Estate planning affects more than just the life and immediate family of the person creating the plans. Legally preparing for death or incapacitation can also impact the lives of extended family, friends and other loved ones.
One of the ways it can do this is through the appointment of a guardianship. A guardian is someone who can make certain legal decisions, usually medical or financial, for another person. Guardianships can be beneficial for incompetent adults and for minors.
You may have relatives or friends who come to you asking if they can name you as the guardian of their children in their estate plans. What do you do if you want to say no?
How to say no when someone asks you to be a legal guardian
You may have multiple reasons why you do not want to become a guardian. Maybe you do not feel close enough to the family to accept such a personal responsibility. Perhaps your parenting styles are vastly different, you can barely keep up with your own household or you plain just do not like the person’s children.
Whatever the reason, you do not have to give an explanation. You can simply say you do not feel comfortable taking the position and would rather the children be with someone who can fulfill the role properly and provide them with the environment they need to thrive under the challenging circumstances.
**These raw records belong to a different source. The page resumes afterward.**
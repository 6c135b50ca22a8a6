//! Logging infrastructure using `tracing` and `tracing-subscriber`.
//!
//! All pipeline output is routed through `tracing` spans so a run can be
//! followed stage by stage.
//!
//! # Log Levels
//!
//! - `error`: fatal pipeline failures
//! - `warn`: missing artifacts, non-fatal issues
//! - `info`: stage progress and summary counts
//! - `debug`: per-artifact and per-table details

use std::fs::OpenOptions;
use std::io::{self, Write};
use std::path::PathBuf;
use std::sync::{Arc, Mutex};

use tracing::level_filters::LevelFilter;
use tracing_subscriber::{
    EnvFilter,
    fmt::{self, MakeWriter},
    layer::SubscriberExt,
    util::SubscriberInitExt,
};

/// Configuration for logging behavior.
#[derive(Debug, Clone)]
pub struct LogConfig {
    /// Log level filter applied to the workspace crates.
    pub level_filter: LevelFilter,
    /// Whether `RUST_LOG` may override the configured level.
    pub use_env_filter: bool,
    /// Whether to include timestamps in log output.
    pub with_timestamps: bool,
    /// Whether to include target (module path) in log output.
    pub with_target: bool,
    /// Whether to include span close events in log output.
    pub with_spans: bool,
    /// Whether to use ANSI colors in output.
    pub with_ansi: bool,
    /// Output format: pretty, compact, or json.
    pub format: LogFormat,
    /// Optional log file path. When set, logs are written to the file.
    pub log_file: Option<PathBuf>,
}

/// Log output format.
#[derive(Debug, Clone, Copy, Default, PartialEq, Eq)]
pub enum LogFormat {
    /// Human-readable pretty format with colors.
    #[default]
    Pretty,
    /// Compact single-line format.
    Compact,
    /// JSON format for machine parsing.
    Json,
}

impl Default for LogConfig {
    fn default() -> Self {
        Self {
            level_filter: LevelFilter::INFO,
            use_env_filter: true,
            with_timestamps: false,
            with_target: false,
            with_spans: true,
            with_ansi: true,
            format: LogFormat::default(),
            log_file: None,
        }
    }
}

/// Initialize the global tracing subscriber with the given configuration.
///
/// This should be called once at application startup.
///
/// # Errors
///
/// Returns an error if the log file cannot be opened.
///
/// # Panics
///
/// Panics if called more than once or if subscriber initialization fails.
pub fn init_logging(config: &LogConfig) -> io::Result<()> {
    if let Some(path) = &config.log_file {
        let file = OpenOptions::new().create(true).append(true).open(path)?;
        init_logging_with_writer(config, SharedFileWriter::new(file));
    } else {
        init_logging_with_writer(config, io::stderr);
    }
    Ok(())
}

/// Initialize logging with a custom writer (useful for testing).
pub fn init_logging_with_writer<W>(config: &LogConfig, writer: W)
where
    W: for<'writer> MakeWriter<'writer> + Send + Sync + 'static,
{
    let filter = build_env_filter(config);

    match config.format {
        LogFormat::Json => {
            let layer = fmt::layer()
                .json()
                .with_writer(writer)
                .with_target(config.with_target)
                .with_span_events(if config.with_spans {
                    fmt::format::FmtSpan::CLOSE
                } else {
                    fmt::format::FmtSpan::NONE
                });

            tracing_subscriber::registry()
                .with(filter)
                .with(layer)
                .init();
        }
        LogFormat::Compact => {
            let layer = fmt::layer()
                .compact()
                .with_writer(writer)
                .with_ansi(config.with_ansi)
                .with_target(config.with_target);

            if config.with_timestamps {
                tracing_subscriber::registry()
                    .with(filter)
                    .with(layer)
                    .init();
            } else {
                tracing_subscriber::registry()
                    .with(filter)
                    .with(layer.without_time())
                    .init();
            }
        }
        LogFormat::Pretty => {
            let layer = fmt::layer()
                .with_writer(writer)
                .with_ansi(config.with_ansi)
                .with_target(config.with_target);

            if config.with_timestamps {
                tracing_subscriber::registry()
                    .with(filter)
                    .with(layer)
                    .init();
            } else {
                tracing_subscriber::registry()
                    .with(filter)
                    .with(layer.without_time())
                    .init();
            }
        }
    }
}

#[derive(Clone)]
struct SharedFileWriter {
    file: Arc<Mutex<std::fs::File>>,
}

impl SharedFileWriter {
    fn new(file: std::fs::File) -> Self {
        Self {
            file: Arc::new(Mutex::new(file)),
        }
    }
}

struct SharedFileGuard {
    file: Arc<Mutex<std::fs::File>>,
}

impl Write for SharedFileGuard {
    fn write(&mut self, buf: &[u8]) -> io::Result<usize> {
        let mut guard = self
            .file
            .lock()
            .map_err(|_| io::Error::other("log file lock poisoned"))?;
        guard.write(buf)
    }

    fn flush(&mut self) -> io::Result<()> {
        let mut guard = self
            .file
            .lock()
            .map_err(|_| io::Error::other("log file lock poisoned"))?;
        guard.flush()
    }
}

impl<'a> MakeWriter<'a> for SharedFileWriter {
    type Writer = SharedFileGuard;

    fn make_writer(&'a self) -> Self::Writer {
        SharedFileGuard {
            file: Arc::clone(&self.file),
        }
    }
}

/// Build an `EnvFilter` from the configuration, respecting `RUST_LOG`.
///
/// Workspace crates log at the configured level; external crates stay at
/// warn to reduce noise.
fn build_env_filter(config: &LogConfig) -> EnvFilter {
    let fallback = || {
        let level = config.level_filter.to_string().to_lowercase();
        EnvFilter::new(format!(
            "warn,ward_cli={level},ward_ingest={level},ward_model={level},\
             ward_report={level},ward_synth={level},ward_train={level},\
             ward_transform={level}"
        ))
    };
    if config.use_env_filter {
        EnvFilter::try_from_default_env().unwrap_or_else(|_| fallback())
    } else {
        fallback()
    }
}
use comfy_table::modifiers::UTF8_ROUND_CORNERS;
use comfy_table::presets::UTF8_FULL_CONDENSED;
use comfy_table::{Attribute, Cell, CellAlignment, Color, ContentArrangement, Table};

use ward_model::KpiSummary;

use crate::types::{ArtifactEntry, RunResult};

pub fn print_run_summary(result: &RunResult) {
    println!("Data dir: {}", result.data_dir.display());
    let source = if result.generated {
        "generated"
    } else {
        "loaded"
    };
    let fingerprint = result.fingerprint.get(..12).unwrap_or(&result.fingerprint);
    println!(
        "Raw events: {source} {} records (sha256 {fingerprint})",
        result.records
    );
    print_kpi_table(&result.kpis);
    match &result.metrics {
        Some(metrics) => println!(
            "Model: roc_auc {:.3}, test_accuracy {:.3}",
            metrics.roc_auc, metrics.test_accuracy
        ),
        None => println!("Model: training skipped"),
    }
    print_artifact_table(&result.artifacts);
}

pub fn print_kpi_table(kpis: &KpiSummary) {
    let mut table = Table::new();
    table.set_header(vec![header_cell("Metric"), header_cell("Value")]);
    apply_table_style(&mut table);
    align_column(&mut table, 1, CellAlignment::Right);
    table.add_row(vec![
        Cell::new("occupancy_rate"),
        rate_cell(kpis.occupancy_rate),
    ]);
    table.add_row(vec![Cell::new("icu_rate"), rate_cell(kpis.icu_rate)]);
    let stay_cell = match kpis.avg_length_of_stay {
        Some(days) => Cell::new(format!("{days:.3}")),
        None => dim_cell("-"),
    };
    table.add_row(vec![Cell::new("avg_length_of_stay"), stay_cell]);
    table.add_row(vec![
        Cell::new("readmission_rate"),
        rate_cell(kpis.readmission_rate),
    ]);
    table.add_row(vec![
        Cell::new("mortality_rate"),
        rate_cell(kpis.mortality_rate),
    ]);
    table.add_row(vec![
        Cell::new("complication_rate"),
        rate_cell(kpis.complication_rate),
    ]);
    table.add_row(vec![
        Cell::new("avg_treatment_cost"),
        Cell::new(format!("{:.2}", kpis.avg_treatment_cost)),
    ]);
    table.add_row(vec![Cell::new("opd_share"), rate_cell(kpis.opd_share)]);
    println!("{table}");
}

fn print_artifact_table(artifacts: &[ArtifactEntry]) {
    let mut table = Table::new();
    table.set_header(vec![
        header_cell("Artifact"),
        header_cell("Rows"),
        header_cell("Path"),
    ]);
    apply_table_style(&mut table);
    align_column(&mut table, 1, CellAlignment::Right);
    for entry in artifacts {
        let rows_cell = match entry.rows {
            Some(count) => Cell::new(count),
            None => dim_cell("-"),
        };
        table.add_row(vec![
            Cell::new(entry.label),
            rows_cell,
            Cell::new(entry.path.display().to_string()),
        ]);
    }
    println!("{table}");
}

pub fn apply_table_style(table: &mut Table) {
    table
        .load_preset(UTF8_FULL_CONDENSED)
        .apply_modifier(UTF8_ROUND_CORNERS)
        .set_content_arrangement(ContentArrangement::Dynamic)
        .set_width(120);
}

fn align_column(table: &mut Table, index: usize, alignment: CellAlignment) {
    if let Some(column) = table.column_mut(index) {
        column.set_cell_alignment(alignment);
    }
}

fn header_cell(label: &str) -> Cell {
    Cell::new(label)
        .fg(Color::Cyan)
        .add_attribute(Attribute::Bold)
}

fn rate_cell(value: f64) -> Cell {
    Cell::new(format!("{value:.3}"))
}

fn dim_cell<T: ToString>(value: T) -> Cell {
    Cell::new(value).fg(Color::DarkGrey)
}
What to do if you change your mind after agreeing to be a guardian
What if you said yes when the person first asked you, but now you have changed your mind? If the parents are still alive, all you need to do is inform them right away so they can find someone else and redo the legal paperwork.
What if the parents have passed or become incapacitated, and you are now the legal guardian? Florida statutes outline how to terminate a guardianship, whether by resignation or removal. This legal process is complex, and the decision ultimately lies with the judge, so you will need the help of an attorney experienced with Florida guardianships.